[Data under study]
impl<T: Transport> GoldenToursClient<T> {
    pub fn with_transport(config: ClientConfig, transport: T) -> Result<Self, ClientError> {
        config.validate()?;
        Ok(Self {
            credentials: Credentials {
                api_key: config.api_key,
                agent_id: config.agent_id,
                terminal_id: config.terminal_id,
            },
            voucher_api_version: config.voucher_api_version,
            transport,
        })
    }

    pub fn credentials(&self) -> &Credentials {
        &self.credentials
    }

    pub fn transport(&self) -> &T {
        &self.transport
    }

    // All cities served by the provider.
    pub async fn get_cities(&self, language: Option<&str>) -> Envelope {
        self.execute(Endpoint::Cities, || {
            Ok(Request::Query(
                self.keyed().push("languageid", languages::resolve(language)?),
            ))
        })
        .await
    }

    // Categories in a city (`cityid` comes from the cities listing).
    pub async fn get_categories_in_city(&self, city_id: &str, language: Option<&str>) -> Envelope {
        self.execute(Endpoint::Categories, || {
            Ok(Request::Query(
                Params::new()
                    .push("cityid", required("cityid", city_id)?)
                    .push("key", self.credentials.api_key())
                    .push("languageid", languages::resolve(language)?),
            ))
        })
        .await
    }

    // Products of a category priced in `currency_code` between `from` and `to`.
    pub async fn get_products_in_category(
        &self,
        category_id: &str,
        currency_code: &str,
        from: &str,
        to: &str,
        language: Option<&str>,
    ) -> Envelope {
        self.execute(Endpoint::ProductList, || {
            Ok(Request::Query(
                Params::new()
                    .push("category_id", required("category_id", category_id)?)
                    .push("key", self.credentials.api_key())
                    .push("currencycode", required("currencycode", currency_code)?)
                    .push("fromdt", required("fromdt", from)?)
                    .push("todt", required("todt", to)?)
                    .push("languageid", languages::resolve(language)?),
            ))
        })
        .await
    }

    pub async fn get_product_details(
        &self,
        product_id: &str,
        currency_code: &str,
        language: Option<&str>,
    ) -> Envelope {
        self.execute(Endpoint::ProductDetails, || {
            Ok(Request::Query(
                Params::new()
                    .push("productid", required("productid", product_id)?)
                    .push("key", self.credentials.api_key())
                    .push("currencycode", required("currencycode", currency_code)?)
                    .push("languageid", languages::resolve(language)?),
            ))
        })
        .await
    }

    // Tickets available for a product on a day. `pick_time_id` applies to
    // shuttle products only.
    pub async fn get_availability(
        &self,
        product_id: &str,
        day: &str,
        month: &str,
        year: &str,
        schedule_id: Option<&str>,
        pick_time_id: Option<&str>,
    ) -> Envelope {
        self.execute(Endpoint::Availability, || {
            Ok(Request::Query(
                Params::new()
                    .push("productid", required("productid", product_id)?)
                    .push("key", self.credentials.api_key())
                    .push("day", required("day", day)?)
                    .push("month", required("month", month)?)
                    .push("year", required("year", year)?)
                    .push_opt("scheduleid", schedule_id)
                    .push_opt("picktimeid", pick_time_id),
            ))
        })
        .await
    }

    pub async fn search_products(
        &self,
        search_text: &str,
        city_id: &str,
        currency_code: &str,
        language: Option<&str>,
    ) -> Envelope {
        self.execute(Endpoint::Search, || {
            Ok(Request::Query(
                Params::new()
                    .push("cityid", required("cityid", city_id)?)
                    .push("key", self.credentials.api_key())
                    .push("currencycode", required("currencycode", currency_code)?)
                    .push("searchtext", required("searchtext", search_text)?)
                    .push("languageid", languages::resolve(language)?),
            ))
        })
        .await
    }

    // Hold `lock_pax` places; the answer carries the pax token used when booking.
    pub async fn pax_reservation(
        &self,
        product_id: &str,
        travel_date: Option<&str>,
        schedule_id: &str,
        lock_pax: u32,
    ) -> Envelope {
        self.execute(Endpoint::PaxReservation, || {
            let form = Params::new()
                .push("productid", required("productid", product_id)?)
                .push("key", self.credentials.api_key())
                .push("agentid", self.credentials.agent_id())
                .push_opt("traveldate", travel_date)
                .push("scheduleid", required("scheduleid", schedule_id)?)
                .push("lockpax", lock_pax);
            Ok(Request::Post(PostBody::Form(form)))
        })
        .await
    }

    pub async fn make_booking(&self, booking: &BookingRequest) -> Envelope {
        self.execute(Endpoint::Booking, || {
            let xml = booking_xml(
                self.credentials.agent_id(),
                self.credentials.api_key(),
                booking,
            )?;
            Ok(Request::Post(PostBody::Xml(xml)))
        })
        .await
    }

    // Open (or closed) dates of a product between `from` and `to` (dd/MM/yyyy).
    pub async fn get_product_dates(
        &self,
        product_id: &str,
        status: DateStatus,
        from: &str,
        to: &str,
    ) -> Envelope {
        self.execute(Endpoint::ProductDates, || {
            Ok(Request::Query(self.dates_params(product_id, status, from, to)?))
        })
        .await
    }

    // Like `get_product_dates`, with schedules and availability per date.
    pub async fn get_booking_dates(
        &self,
        product_id: &str,
        status: DateStatus,
        from: &str,
        to: &str,
    ) -> Envelope {
        self.execute(Endpoint::BookingDates, || {
            Ok(Request::Query(self.dates_params(product_id, status, from, to)?))
        })
        .await
    }

    // Products enabled for this API key; `show_all` includes sub-products.
    pub async fn get_product_ids(&self, show_all: bool, language: Option<&str>) -> Envelope {
        self.execute(Endpoint::ProductIdList, || {
            Ok(Request::Query(
                Params::new()
                    .push("showallproduct", YesNo::from(show_all).as_str())
                    .push("key", self.credentials.api_key())
                    .push("languageid", languages::resolve(language)?),
            ))
        })
        .await
    }

    pub async fn get_product_reviews(&self, product_id: &str) -> Envelope {
        self.execute(Endpoint::ProductReviews, || {
            Ok(Request::Query(self.product_params(product_id)?))
        })
        .await
    }

    // Available and blocked pickup points of a product.
    pub async fn get_pickup_points(&self, product_id: &str) -> Envelope {
        self.execute(Endpoint::BlockPickupPoint, || {
            Ok(Request::Query(self.product_params(product_id)?))
        })
        .await
    }

    // Check a voucher (ticket reference number) through the datatrax endpoint.
    pub async fn validate_ticket(
        &self,
        ticket_number: &str,
        command_parameters: Option<XmlMap>,
    ) -> Envelope {
        self.execute(Endpoint::DatatraxVoucher, || {
            let request = self
                .voucher_request(VALIDATE_TICKET_COMMAND)
                .with("ticket_number", required("ticket_number", ticket_number)?)
                .with_opt("command_parameters", command_parameters);
            let xml = serialize_mapping(&XmlMap::new().with("request", request))?;
            Ok(Request::Post(PostBody::Xml(xml)))
        })
        .await
    }

    pub async fn redeem_vouchers<S: AsRef<str>>(
        &self,
        voucher_numbers: &[S],
        comment: Option<&str>,
        selected_bus: Option<u32>,
    ) -> Envelope {
        self.execute(Endpoint::DatatraxVoucher, || {
            if voucher_numbers.is_empty() {
                return Err(GoldenTourError::MissingParameter(
                    "voucher_numbers".to_string(),
                ));
            }
            let numbers: Vec<&str> = voucher_numbers.iter().map(|number| number.as_ref()).collect();
            let request = self
                .voucher_request(REDEEM_VOUCHER_COMMAND)
                .with_opt("comment", comment)
                .with_opt("selectedbus", selected_bus)
                .with(
                    "command_parameters",
                    XmlMap::new().with(
                        "voucher_numbers",
                        XmlMap::new().with("voucher_number", numbers),
                    ),
                );
            let xml = serialize_mapping(&XmlMap::new().with("request", request))?;
            Ok(Request::Post(PostBody::Xml(xml)))
        })
        .await
    }

    pub async fn get_languages(&self) -> Envelope {
        self.execute(Endpoint::Languages, || Ok(Request::Query(self.keyed())))
            .await
    }

    #[instrument(level = "debug", skip(self, build))]
    async fn execute<F>(&self, endpoint: Endpoint, build: F) -> Envelope
    where
        F: FnOnce() -> Result<Request, GoldenTourError>,
    {
        let outcome = match build() {
            Ok(request) => self.dispatch(endpoint, request).await,
            Err(error) => Err(error),
        };
        normalize(outcome, ResponseFormat::Xml)
    }

    async fn dispatch(
        &self,
        endpoint: Endpoint,
        request: Request,
    ) -> Result<RawResponse, GoldenTourError> {
        let response = match request {
            Request::Query(query) => self.transport.get(endpoint.path(), &query).await?,
            Request::Post(body) => self.transport.post(endpoint.path(), &body).await?,
        };
        Ok(response)
    }

    fn keyed(&self) -> Params {
        Params::new().push("key", self.credentials.api_key())
    }

    fn product_params(&self, product_id: &str) -> Result<Params, GoldenTourError> {
        Ok(Params::new()
            .push("productid", required("productid", product_id)?)
            .push("key", self.credentials.api_key()))
    }

    fn dates_params(
        &self,
        product_id: &str,
        status: DateStatus,
        from: &str,
        to: &str,
    ) -> Result<Params, GoldenTourError> {
        Ok(self
            .product_params(product_id)?
            .push("status", status.as_str())
            .push("fromdt", required("fromdt", from)?)
            .push("todt", required("todt", to)?))
    }

    // Header shared by both datatrax voucher commands
    fn voucher_request(&self, command: &str) -> XmlMap {
        XmlMap::new()
            .with("version", self.voucher_api_version.as_str())
            .with("key", self.credentials.api_key())
            .with("account_id", self.credentials.agent_id())
            .with("terminal_id", self.credentials.terminal_id())
            .with(
                "timestamp",
                Utc::now().format(VOUCHER_TIMESTAMP_FORMAT).to_string(),
            )
            .with("command", command)
    }
}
[/Data under study]
Directions
Where does the string "year" occur in the data above? Copy every line that holds it.

Problem solution
        year: &str,
                    .push("year", required("year", year)?)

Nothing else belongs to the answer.